When successfully installed, the VS Online panel will be available in the Remote Explorer pane.
This panel provides a management interface for interacting with VS Online environments, and is covered in full detail in the remainder of this document.
In addition to the panel, VS Code will also show the remote indicator when the VS Online extension is installed. The remote indicator signals your connection status, and provides a list of available VS Online commands when clicked.
To sign into VS Online, you can either press
F1 and select the VS Online: Sign In command in the command palette, or click Sign in to view environments... in VS Online panel of the Remote Explorer side bar.
From there, press the Sign In button on the notification toast that appears, and follow the prompts in your browser.
Create a plan
Once you've signed up and created an Azure subscription, you can access VS Online by creating a VS Online Plan. You can create more than one plan, and plans can be used to group related environments together. They are also the unit of billing, and as such you'll see a line item on your Azure bill for each plan you create.
More information about plans and pricing is available on the VS Online pricing page.
The first time you create an environment , VS Code will automatically walk you through the steps required to create a plan. To explicitly create a new plan, you can either use the VS Online: Create Plan command in the command palette, or by clicking the Select Plan button on the VS Online title bar in the Remote Explorer side bar, then selecting Create new plan... from the quick pick list.
Follow the prompts to select an Azure subscription to associate the plan with, an Azure region to create the plan in, a name for the Azure resource group to create the plan in, and a name for the plan itself.
- Azure subscription: You can choose from any Azure subscriptions that was previously selected. To add or remove options from the list, use the Azure: Select Subscriptions command in the command palette.
- Azure region: Choose an Azure region to create the VS Online plan in. All environments created within this plan, will be provisioned in the region selected. Supported regions are:
- East US
- Southeast Asia
- West Europe
- West US 2
- Azure resource group name: Your VS Online plan will be created in a new Azure resource group with the name provided in this step.
- VS Online plan name: The name of the created VS Online plan. This name is displayed in the Remote Explorer for organization purposes.
Once a plan is created, it will be the selected plan in the Remote Explorer.
Only environments contained within the selected plan will be displayed. To select a different plan, you can either use the VS Online: Select Plan command in the command palette, or by clicking the Select Plan button on the VS Online title bar.
Create an environment
Cloud-hosted environments are extremely configurable. See configuring environments for advanced information about how to configure your environments.
To create a new cloud-hosted environment in VS Online, you can either use the VS Online: Create New Environment command in the command palette, or by selecting the Create New Environment button on the VS Online title bar in the Remote Explorer side bar.
Follow the prompts to provide an environment name, path to Git repository (optional) and auto-suspend settings.

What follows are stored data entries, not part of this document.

//! Connection supervisor for a single IRC server connection.
//!
//! [`Client::connect`] dials the server, sends the registration messages and
//! spawns a supervisor task. The task runs the decode loop: each message read
//! from the server goes through the callback registry and is then pushed onto
//! the event channel. When a read fails (error, EOF, or nothing received for
//! the read timeout) the task closes the transport and reconnects with
//! exponential backoff until it succeeds or the client is shut down.
//!
//! ## Concurrency
//!
//! At most one supervisor task, and so one decode loop, is alive per client.
//! `connect` and the reconnect cycle are serialized by an internal lock, and
//! `connect` refuses to start a second session. Shutdown cancels a token
//! that the dial, the backoff sleep, the socket read and the event channel
//! send all wait on.

use std::sync::Arc;
use std::sync::atomic::{AtomicU64, Ordering};
use std::time::Duration;

use futures_util::{SinkExt, StreamExt};
use parking_lot::Mutex;
use tokio::io::AsyncWriteExt;
use tokio::sync::{mpsc, watch};
use tokio_util::sync::CancellationToken;

use crate::config::ClientConfig;
use crate::error::{Error, Result};
use crate::event::{ConnectionState, Events};
use crate::handshake;
use crate::irc::{self, Message};
use crate::transport::{self, MessageReader, MessageWriter};

/// How long closing a dead transport may take before it is abandoned.
const CLOSE_TIMEOUT: Duration = Duration::from_secs(1);

/// Handle to a supervised IRC connection. Cheap to clone.
#[derive(Clone)]
pub struct Client {
    inner: Arc<Inner>,
}

struct Inner {
    config: ClientConfig,
    session: Mutex<Session>,
    writer: tokio::sync::Mutex<Option<MessageWriter>>,
    events: mpsc::Sender<Message>,
    state: watch::Sender<ConnectionState>,
    /// Serializes `connect` with the reconnect cycle.
    control: tokio::sync::Mutex<()>,
    shutdown: CancellationToken,
    /// Bumped on every successful connect.
    generation: AtomicU64,
    delivered: AtomicU64,
}

#[derive(Default)]
struct Session {
    connected: bool,
    /// A supervisor task owns the connection.
    supervised: bool,
    retries: u32,
    /// Cancels the current decode loop and any write in flight.
    link: Option<CancellationToken>,
}

impl Client {
    /// Build a client and the event stream it feeds.
    ///
    /// Nothing touches the network until [`Client::connect`].
    pub fn new(config: ClientConfig) -> (Self, Events) {
        let (tx, rx) = mpsc::channel(config.event_capacity.max(1));
        let (state, _) = watch::channel(ConnectionState::Disconnected);
        let inner = Inner {
            config,
            session: Mutex::new(Session::default()),
            writer: tokio::sync::Mutex::new(None),
            events: tx,
            state,
            control: tokio::sync::Mutex::new(()),
            shutdown: CancellationToken::new(),
            generation: AtomicU64::new(0),
            delivered: AtomicU64::new(0),
        };
        (
            Self {
                inner: Arc::new(inner),
            },
            Events::new(rx),
        )
    }

    /// Dial the server, register, and start the decode loop.
    ///
    /// Dial and handshake failures are returned as-is with no retry; the
    /// client stays disconnected. Retrying only happens once a connection
    /// has been established and later lost.
    pub async fn connect(&self) -> Result<()> {
        let _control = self.inner.control.lock().await;
        if self.inner.shutdown.is_cancelled() {
            return Err(Error::Shutdown);
        }
        if self.inner.session.lock().supervised {
            return Err(Error::AlreadyConnected);
        }

        let (reader, link) = self.inner.establish().await?;
        self.inner.session.lock().supervised = true;
        tokio::spawn(supervise(self.inner.clone(), reader, link));
        Ok(())
    }

    /// Drop the current connection and wait for a new one.
    ///
    /// Does nothing when not connected, so a connection that is already
    /// being re-established is not torn down twice. Returns once a fresh
    /// connection is streaming or the client has been shut down.
    pub async fn reconnect(&self) {
        let link = {
            let session = self.inner.session.lock();
            if !session.connected {
                return;
            }
            session.link.clone()
        };
        let before = self.inner.generation.load(Ordering::Acquire);
        let mut state = self.inner.state.subscribe();
        if let Some(link) = link {
            link.cancel();
        }

        let inner = &self.inner;
        let _ = state
            .wait_for(|s| {
                *s == ConnectionState::Stopped
                    || (*s == ConnectionState::Streaming
                        && inner.generation.load(Ordering::Acquire) > before)
            })
            .await;
    }

    /// Write a message on the current connection.
    pub async fn send(&self, msg: Message) -> Result<()> {
        self.inner.send(msg).await
    }

    /// Send QUIT (best effort) and shut the client down.
    pub async fn quit(&self, reason: Option<&str>) {
        let mut msg = Message::new(irc::QUIT, Vec::<String>::new());
        if let Some(reason) = reason {
            msg = msg.with_trailing(reason);
        }
        if let Err(e) = self.inner.send(msg).await {
            tracing::debug!(error = %e, "QUIT not sent");
        }
        self.shutdown().await;
    }

    /// Stop the client for good.
    ///
    /// Unwinds an in-flight dial, backoff sleep, read or event delivery and
    /// closes the transport. Returns once the client has reached
    /// [`ConnectionState::Stopped`].
    pub async fn shutdown(&self) {
        self.inner.shutdown.cancel();
        let control = self.inner.control.lock().await;
        if !self.inner.session.lock().supervised {
            self.inner.state.send_replace(ConnectionState::Stopped);
            return;
        }
        drop(control);
        let mut state = self.inner.state.subscribe();
        let _ = state.wait_for(|s| *s == ConnectionState::Stopped).await;
    }

    pub fn config(&self) -> &ClientConfig {
        &self.inner.config
    }

    pub fn state(&self) -> ConnectionState {
        *self.inner.state.borrow()
    }

    /// Watch connection state transitions.
    pub fn subscribe_state(&self) -> watch::Receiver<ConnectionState> {
        self.inner.state.subscribe()
    }

    /// True between a successful connect and the next read failure.
    pub fn is_connected(&self) -> bool {
        self.inner.session.lock().connected
    }

    /// Consecutive failed reconnect attempts; zero after any successful connect.
    pub fn retry_count(&self) -> u32 {
        self.inner.session.lock().retries
    }

    /// Messages handed to the event channel so far.
    pub fn messages_delivered(&self) -> u64 {
        self.inner.delivered.load(Ordering::Relaxed)
    }
}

- Name: You can name your environment anything you'd like, but we recommend naming it after the project or task that you'll be using it for. (e.g. 'Todo App Environment', 'PR Review', 'Shopping Cart Feature')
- Git Repository: If a path to a Git repository is provided, VS Online will automatically clone that repository into the environment. You can specify a Git repository in one of many formats:
- Absolute Http(s) Git URL: A complete Http or Https Url. It may end in a
.gitextension. Examples include:
- GitHub Project URL: The Https Url used to navigate to the homepage of a project on GitHub. (e.g. https://github.com/organization/repo)

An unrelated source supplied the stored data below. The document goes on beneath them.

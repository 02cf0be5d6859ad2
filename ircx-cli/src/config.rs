//! Configuration file for the ircx runner.
//!
//! The file lives at `~/.config/ircx/config.toml` unless `--config` points
//! elsewhere. Every field is optional; command-line flags take precedence.

use std::path::{Path, PathBuf};
use std::time::Duration;

use anyhow::{Context, Result};
use serde::{Deserialize, Serialize};

use ircx::config::{self, ConfigOption};
use ircx::{Backoff, ClientConfig, TlsPolicy};

/// Default IRC server.
pub const DEFAULT_SERVER: &str = "irc.libera.chat:6697";
/// Default nickname.
pub const DEFAULT_NICK: &str = "ircx-bot";

#[derive(Debug, Clone, Serialize, Deserialize, Default, PartialEq)]
#[serde(deny_unknown_fields)]
pub struct FileConfig {
    /// Server address (host:port).
    pub server: Option<String>,
    pub nick: Option<String>,
    /// Username (ident). Defaults to the nick.
    pub user: Option<String>,
    pub password: Option<String>,
    /// Use TLS (implied by port 6697).
    pub tls: Option<bool>,
    /// Skip TLS certificate verification.
    pub tls_insecure: Option<bool>,
    /// Channels joined after every registration.
    pub channels: Option<Vec<String>>,
    /// Seconds without inbound data before reconnecting.
    pub read_timeout_secs: Option<u64>,
    /// Upper bound on the reconnect delay, in seconds.
    pub max_backoff_secs: Option<u64>,
    pub backoff_jitter: Option<bool>,
    pub auto_pong: Option<bool>,
}

pub fn default_path() -> PathBuf {
    dirs::config_dir()
        .unwrap_or_else(|| PathBuf::from("."))
        .join("ircx")
        .join("config.toml")
}

impl FileConfig {
    pub fn parse(text: &str) -> Result<Self> {
        toml::from_str(text).context("invalid config file")
    }

    /// Load `path`. A missing file at the default location is not an error.
    pub fn load(path: &Path, explicit: bool) -> Result<Self> {
        if !explicit && !path.exists() {
            return Ok(Self::default());
        }
        let text = std::fs::read_to_string(path)
            .with_context(|| format!("can't read {}", path.display()))?;
        Self::parse(&text).with_context(|| format!("in {}", path.display()))
    }
}

/// Effective settings after merging CLI flags over the config file.
#[derive(Debug, Clone, PartialEq)]
pub struct Resolved {
    pub server: String,
    pub nick: String,
    pub user: String,
    pub password: String,
    pub tls: bool,
    pub tls_insecure: bool,
    pub channels: Vec<String>,
    pub read_timeout: Duration,
    pub max_backoff: Duration,
    pub backoff_jitter: bool,
    pub auto_pong: bool,
}

impl Resolved {
    /// Merge: CLI overrides > config file > defaults.
    pub fn merge(cli: &super::Cli, file: &FileConfig) -> Self {
        let server = cli
            .server
            .clone()
            .or_else(|| file.server.clone())
            .unwrap_or_else(|| DEFAULT_SERVER.to_string());
        // Ensure server has a port; default to 6697 (TLS) if missing
        let server = if server.contains(':') {
            server
        } else {
            format!("{server}:6697")
        };

        let nick = cli
            .nick
            .clone()
            .or_else(|| file.nick.clone())
            .unwrap_or_else(|| DEFAULT_NICK.to_string());
        let user = cli
            .user
            .clone()
            .or_else(|| file.user.clone())
            .unwrap_or_else(|| nick.clone());
        let password = cli
            .password
            .clone()
            .or_else(|| file.password.clone())
            .unwrap_or_default();

        let tls_insecure = cli.tls_insecure || file.tls_insecure.unwrap_or(false);
        let tls = cli.tls || tls_insecure || file.tls.unwrap_or(false) || server.ends_with(":6697");

        let channels = if !cli.channels.is_empty() {
            cli.channels.clone()
        } else {
            file.channels.clone().unwrap_or_default()
        };

        let defaults = Backoff::default();
        Self {
            server,
            nick,
            user,
            password,
            tls,
            tls_insecure,
            channels,
            read_timeout: file
                .read_timeout_secs
                .map(Duration::from_secs)
                .unwrap_or(config::DEFAULT_READ_TIMEOUT),
            max_backoff: file
                .max_backoff_secs
                .map(Duration::from_secs)
                .unwrap_or(defaults.max),
            backoff_jitter: file.backoff_jitter.unwrap_or(false),
            auto_pong: cli.auto_pong || file.auto_pong.unwrap_or(false),
        }
    }

    pub fn client_config(&self) -> ClientConfig {
        let mut options = vec![
            config::login(self.user.clone(), self.password.clone()),
            ConfigOption::ReadTimeout(self.read_timeout),
            ConfigOption::Backoff(
                Backoff::default()
                    .with_max(self.max_backoff)
                    .with_jitter(self.backoff_jitter),
            ),
            ConfigOption::AutoPong(self.auto_pong),
        ];
        if self.tls {
            let policy = if self.tls_insecure {
                TlsPolicy::insecure()
            } else {
                TlsPolicy::webpki()
            };
            options.push(config::tls(policy));
        }
        ClientConfig::new(self.server.clone(), self.nick.clone()).with_options(options)
    }
}

#[cfg(test)]
mod tests {
    use super::*;
    use crate::Cli;
    use clap::Parser;

    fn cli(args: &[&str]) -> Cli {
        Cli::parse_from(std::iter::once("ircx").chain(args.iter().copied()))
    }

    #[test]
    fn parses_full_file() {
        let file = FileConfig::parse(
            r##"
            server = "irc.example.org:6667"
            nick = "bot"
            user = "botuser"
            password = "secret"
            channels = ["#a", "#b"]
            read_timeout_secs = 120
            max_backoff_secs = 30
            auto_pong = true
            "##,
        )
        .unwrap();
        assert_eq!(file.server.as_deref(), Some("irc.example.org:6667"));
        assert_eq!(file.channels, Some(vec!["#a".to_string(), "#b".to_string()]));
        assert_eq!(file.read_timeout_secs, Some(120));
    }

    #[test]
    fn rejects_unknown_keys() {
        assert!(FileConfig::parse("nickname = \"x\"").is_err());
    }

    #[test]
    fn cli_overrides_file() {
        let file = FileConfig {
            server: Some("irc.example.org:6667".into()),
            nick: Some("file-nick".into()),
            channels: Some(vec!["#file".into()]),
            ..Default::default()
        };
        let resolved = Resolved::merge(&cli(&["--nick", "cli-nick", "--channel", "#cli"]), &file);
        assert_eq!(resolved.server, "irc.example.org:6667");
        assert_eq!(resolved.nick, "cli-nick");
        assert_eq!(resolved.user, "cli-nick");
        assert_eq!(resolved.channels, vec!["#cli"]);
        assert!(!resolved.tls);
    }

    #[test]
    fn defaults_imply_tls_port() {
        let args = cli(&["--server", "irc.example.org"]);
        let resolved = Resolved::merge(&args, &FileConfig::default());
        assert_eq!(resolved.server, "irc.example.org:6697");
        assert!(resolved.tls);
        assert_eq!(resolved.read_timeout, Duration::from_secs(300));
        assert_eq!(resolved.max_backoff, Duration::from_secs(60));
    }

    #[test]
    fn builds_client_config() {
        let file = FileConfig {
            password: Some("pw".into()),
            max_backoff_secs: Some(10),
            ..Default::default()
        };
        let resolved = Resolved::merge(&cli(&["--server", "127.0.0.1:6667", "--user", "u"]), &file);
        let config = resolved.client_config();
        assert_eq!(config.username, "u");
        assert_eq!(config.password, "pw");
        assert_eq!(config.backoff.max, Duration::from_secs(10));
        assert!(config.tls.is_none());
    }

    #[test]
    fn missing_default_file_is_empty() {
        let path = std::env::temp_dir().join("ircx-does-not-exist").join("config.toml");
        assert_eq!(FileConfig::load(&path, false).unwrap(), FileConfig::default());
        assert!(FileConfig::load(&path, true).is_err());
    }
}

- GitHub Short Form: The forward slash delimited
organization/repoformat used to refer to projects on GitHub.
- GitHub Pull Request URL: The Https Url used to navigate to a pull request in GitHub. (e.g. https://github.com/organization/repo/pull/123)
- Absolute Http(s) Git URL: A complete Http or Https Url. It may end in a
- Auto-suspend Setting: The length of disconnected time before a VS Online environment will be automatically suspended. Choose between:
- 5 minutes
- 30 minutes
- 2 hours
- Never auto-suspend the environment. (Manual suspension still available)
- Instance Type: The CPU and memory configuration that will be provisioned for your environment. Choose Standard Environment (Linux) for most projects, and Premium Environment (Linux) for those that require a little extra power. More information about instance types is available at our pricing page.
Windows based instance types are available as part of our VS Online for Visual Studio Private Preview. Sign up to receive access.
The guided environment creation experience described above supports Git repositories over the HTTP(S) scheme. To use another source control provider, or Git over SSH, simply leave the Git Repository setting blank, and use the environment's terminal support to clone your source code.
In addition to cloud-hosted environments, you can also "bring your own" self-hosted environments, registering them with VS Online. To do so, first install VS Code and the VS Online extension on the environment you'd like to register. Then use the VS Online: Register Local Environment command in the command palette:
If no folders are currently open in VS Code, you will be prompted to select one. This folder will be opened every time you connect to this environment from another machine. However, you can open any folder after connecting.
If no plan is selected, you will be prompted to select or create a plan. No charge is incurred for self-hosted environments.
After registering, your self-hosted environment will appear under a new tree view in the VS Online panel of the Remote Explorer side bar.
You can now connect from any machine with the VS Online extension installed or from the browser. The first time you connect may take longer than usual.
If your self-hosted environment becomes unavailable for any reason, see our troubleshooting reference documentation.
Connect to an environment
VS Code makes connecting to environments quick and easy. If you were already connected to an environment when you last shut down VS Code, it will automatically try to re-connect to that environment when you launch it.
If you're creating an environment, a notification toast will appear as soon as the environment is ready. Simply select the Connect button to connect to the new environment.
No matter what, when you're in the process of connecting, VS Code's Remote Indicator will animate during the connection process, and will display the name of the environment once the connection has completed.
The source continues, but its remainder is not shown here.